§ Prompt:
Extract precisely the lines of the entries below, from the first line through the line containing "Usually implemented by".

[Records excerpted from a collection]
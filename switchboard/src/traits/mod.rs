/*
 * Copyright (c) 2024. Govcraft
 *
 * Licensed under either of
 *   * Apache License, Version 2.0 (the "License");
 *     you may not use this file except in compliance with the License.
 *     You may obtain a copy of the License at http://www.apache.org/licenses/LICENSE-2.0
 *   * MIT license: http://opensource.org/licenses/MIT
 *
 * Unless required by applicable law or agreed to in writing, software
 * distributed under the License is distributed on an "AS IS" BASIS,
 * WITHOUT WARRANTIES OR CONDITIONS OF ANY KIND, either express or implied.
 * See the applicable License for the specific language governing permissions and
 * limitations under that License.
 */

//! Defines the contracts every agent honors so the bus can treat them uniformly.
//!
//! # Key Traits
//!
//! *   [`AgentIdentity`]: Access to the agent's [`AgentCore`](crate::common::AgentCore).
//!     Usually implemented by the `#[switchboard_agent]` attribute.
//! *   [`Agent`]: The handler capability: receive, react, send, introspect.

// --- Public Re-exports ---
pub use agent::Agent;
pub use agent_identity::AgentIdentity;

// --- Submodules ---

/// Defines the [`Agent`] trait.
mod agent;
/// Defines the [`AgentIdentity`] trait.
mod agent_identity;
/*
 * Copyright (c) 2024. Govcraft
 *
 * Licensed under either of
 *   * Apache License, Version 2.0 (the "License");
 *     you may not use this file except in compliance with the License.
 *     You may obtain a copy of the License at http://www.apache.org/licenses/LICENSE-2.0
 *   * MIT license: http://opensource.org/licenses/MIT
 *
 * Unless required by applicable law or agreed to in writing, software
 * distributed under the License is distributed on an "AS IS" BASIS,
 * WITHOUT WARRANTIES OR CONDITIONS OF ANY KIND, either express or implied.
 * See the applicable License for the specific language governing permissions and
 * limitations under that License.
 */

use crate::common::AgentCore;

/// Gives the bus access to an agent's [`AgentCore`].
///
/// Implement this by hand or let `#[switchboard_agent]` derive it from the struct's
/// `AgentCore` field.
pub trait AgentIdentity {
    /// The agent's core: name, bus back-reference and inbox.
    fn core(&self) -> &AgentCore;
}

§ Exercise response:
filename switchboard/src/traits/mod.rs
/*
 * Copyright (c) 2024. Govcraft
 *
 * Licensed under either of
 *   * Apache License, Version 2.0 (the "License");
 *     you may not use this file except in compliance with the License.
 *     You may obtain a copy of the License at http://www.apache.org/licenses/LICENSE-2.0
 *   * MIT license: http://opensource.org/licenses/MIT
 *
 * Unless required by applicable law or agreed to in writing, software
 * distributed under the License is distributed on an "AS IS" BASIS,
 * WITHOUT WARRANTIES OR CONDITIONS OF ANY KIND, either express or implied.
 * See the applicable License for the specific language governing permissions and
 * limitations under that License.
 */

//! Defines the contracts every agent honors so the bus can treat them uniformly.
//!
//! # Key Traits
//!
//! *   [`AgentIdentity`]: Access to the agent's [`AgentCore`](crate::common::AgentCore).
//!     Usually implemented by the `#[switchboard_agent]` attribute.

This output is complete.